## [WHAT YOU ARE ASKED TO DO]
Look for "Some" in the records and copy every line that has it.

## [RECORDS SUPPLIED]
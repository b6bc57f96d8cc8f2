//! Error types for cairn-core

use thiserror::Error;

use crate::model::PrimitiveKind;

/// A full element name could not be parsed back into an [`crate::ElemID`].
#[derive(Debug, Error)]
pub enum IdError {
    #[error("empty element id")]
    Empty,

    #[error("unknown id kind `{kind}` in `{id}`")]
    UnknownKind { id: String, kind: String },

    #[error("element id `{0}` names a nested kind but no name")]
    MissingName(String),
}

/// Failures reading, writing or adopting a workspace state snapshot.
#[derive(Debug, Error)]
pub enum StateError {
    /// The snapshot was written by an engine with another schema version. The
    /// caller has to migrate it or run a full fetch; it is never coerced.
    #[error("state version mismatch: found {found:?}, expected {expected}")]
    VersionMismatch {
        found: Option<String>,
        expected: String,
    },

    #[error("state hash mismatch: stored {stored}, computed {computed}")]
    HashMismatch { stored: String, computed: String },

    #[error("state I/O error: {0}")]
    Io(#[from] std::io::Error),

    #[error("state serialization error: {0}")]
    Serde(#[from] serde_json::Error),
}

/// A value does not satisfy a primitive type's restrictions.
#[derive(Debug, Error)]
pub enum ValidationError {
    #[error("expected a {expected:?} value, got {value}")]
    WrongKind {
        expected: PrimitiveKind,
        value: serde_json::Value,
    },

    #[error("value {value} is not one of the allowed values")]
    NotAllowed { value: serde_json::Value },

    #[error("value {value:?} does not match /{pattern}/")]
    RegexMismatch { value: String, pattern: String },

    #[error("invalid restriction regex /{pattern}/: {source}")]
    InvalidRegex {
        pattern: String,
        #[source]
        source: regex::Error,
    },
}
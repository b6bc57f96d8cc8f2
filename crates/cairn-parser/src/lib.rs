//! Declarative source parsing and reserialization

pub mod error;
pub mod lexer;
pub mod parser;
pub mod pool;
pub mod printer;
pub mod source_map;


pub use error::{ParseError, ParseErrorKind};
pub use parser::{ParseOutcome, ParsedUnit, SourceUnit, parse_unit, parse_units};
pub use pool::{ParseRequest, ParserPool, create_parser_pool};
pub use printer::{SOURCE_EXTENSION, dump_elements, render_element};
pub use source_map::{SourceLocation, SourceMap};
impl SourcePath {
    pub fn new<I, S>(segments: I) -> Self
    where
        I: IntoIterator<Item = S>,
        S: Into<String>,
    {
        SourcePath(segments.into_iter().map(Into::into).collect())
    }

    /// Derive a path from a source unit id: directory segments plus the file
    /// stem (`salesforce/objects/lead.nacl` → `[salesforce, objects, lead]`).
    pub fn from_source_unit(unit: &str) -> Self {
        let mut segments: Vec<String> = unit
            .split(['/', '\\'])
            .filter(|s| !s.is_empty())
            .map(str::to_string)
            .collect();
        if let Some(last) = segments.last_mut() {
            if let Some((stem, _ext)) = last.rsplit_once('.') {
                if !stem.is_empty() {
                    *last = stem.to_string();
                }
            }
        }
        SourcePath(segments)
    }

    pub fn segments(&self) -> &[String] {
        &self.0
    }

    pub fn is_empty(&self) -> bool {
        self.0.is_empty()
    }

    /// Relative file name for this path with the given extension.
    pub fn to_file_name(&self, extension: &str) -> String {
        format!("{}.{}", self.0.join("/"), extension)
    }
}

impl fmt::Display for SourcePath {
    fn fmt(&self, f: &mut fmt::Formatter<'_>) -> fmt::Result {
        f.write_str(&self.0.join("/"))
    }
}

// ── Primitive kinds ─────────────────────────────────────

/// Scalar kinds a primitive type can wrap.
#[derive(Debug, Clone, Copy, PartialEq, Eq, PartialOrd, Ord, Hash, Serialize, Deserialize)]
#[serde(rename_all = "snake_case")]
pub enum PrimitiveKind {
    String,
    Number,
    Boolean,
}

impl PrimitiveKind {
    pub fn keyword(&self) -> &'static str {
        match self {
            PrimitiveKind::String => "string",
            PrimitiveKind::Number => "number",
            PrimitiveKind::Boolean => "boolean",
        }
    }

    pub fn from_keyword(word: &str) -> Option<Self> {
        match word {
            "string" => Some(PrimitiveKind::String),
            "number" => Some(PrimitiveKind::Number),
            "boolean" => Some(PrimitiveKind::Boolean),
            _ => None,
        }
    }

    pub fn accepts(&self, value: &Value) -> bool {
        matches!(
            (self, value),
            (PrimitiveKind::String, Value::String(_))
                | (PrimitiveKind::Number, Value::Number(_))
                | (PrimitiveKind::Boolean, Value::Bool(_))
        )
    }
}

// ── Type references ─────────────────────────────────────

/// Reference from a field, instance or annotation to a type.
///
/// References handed out by one [`crate::TypeRegistry`] share a handle, so two
/// references to the same name in one session are [`TypeRef::same_handle`].
/// Equality, ordering and hashing only look at the id.
#[derive(Clone)]
pub struct TypeRef(Arc<ElemID>);

impl TypeRef {
    /// A reference not owned by any registry (e.g. fresh from deserialization).
    pub fn detached(id: ElemID) -> Self {
        TypeRef(Arc::new(id))
    }

    pub(crate) fn from_handle(handle: Arc<ElemID>) -> Self {
        TypeRef(handle)
    }

    pub fn id(&self) -> &ElemID {
        &self.0
    }

    pub fn same_handle(&self, other: &TypeRef) -> bool {
        Arc::ptr_eq(&self.0, &other.0)
    }
}

impl fmt::Debug for TypeRef {
    fn fmt(&self, f: &mut fmt::Formatter<'_>) -> fmt::Result {
        write!(f, "TypeRef({})", self.0)
    }
}

impl PartialEq for TypeRef {
    fn eq(&self, other: &Self) -> bool {
        self.0 == other.0
    }
}

impl Eq for TypeRef {}

impl PartialOrd for TypeRef {
    fn partial_cmp(&self, other: &Self) -> Option<std::cmp::Ordering> {
        Some(self.cmp(other))
    }
}

impl Ord for TypeRef {
    fn cmp(&self, other: &Self) -> std::cmp::Ordering {
        self.0.cmp(&other.0)
    }
}

impl Hash for TypeRef {
    fn hash<H: Hasher>(&self, state: &mut H) {
        self.0.hash(state);
    }
}

impl Serialize for TypeRef {
    fn serialize<S: Serializer>(&self, serializer: S) -> Result<S::Ok, S::Error> {
        self.0.serialize(serializer)
    }
}

impl<'de> Deserialize<'de> for TypeRef {
    fn deserialize<D: Deserializer<'de>>(deserializer: D) -> Result<Self, D::Error> {
        ElemID::deserialize(deserializer).map(TypeRef::detached)
    }
}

## [TASK SOLUTION]
        if let Some(last) = segments.last_mut() {
            if let Some((stem, _ext)) = last.rsplit_once('.') {
            "string" => Some(PrimitiveKind::String),
            "number" => Some(PrimitiveKind::Number),
            "boolean" => Some(PrimitiveKind::Boolean),
        Some(self.cmp(other))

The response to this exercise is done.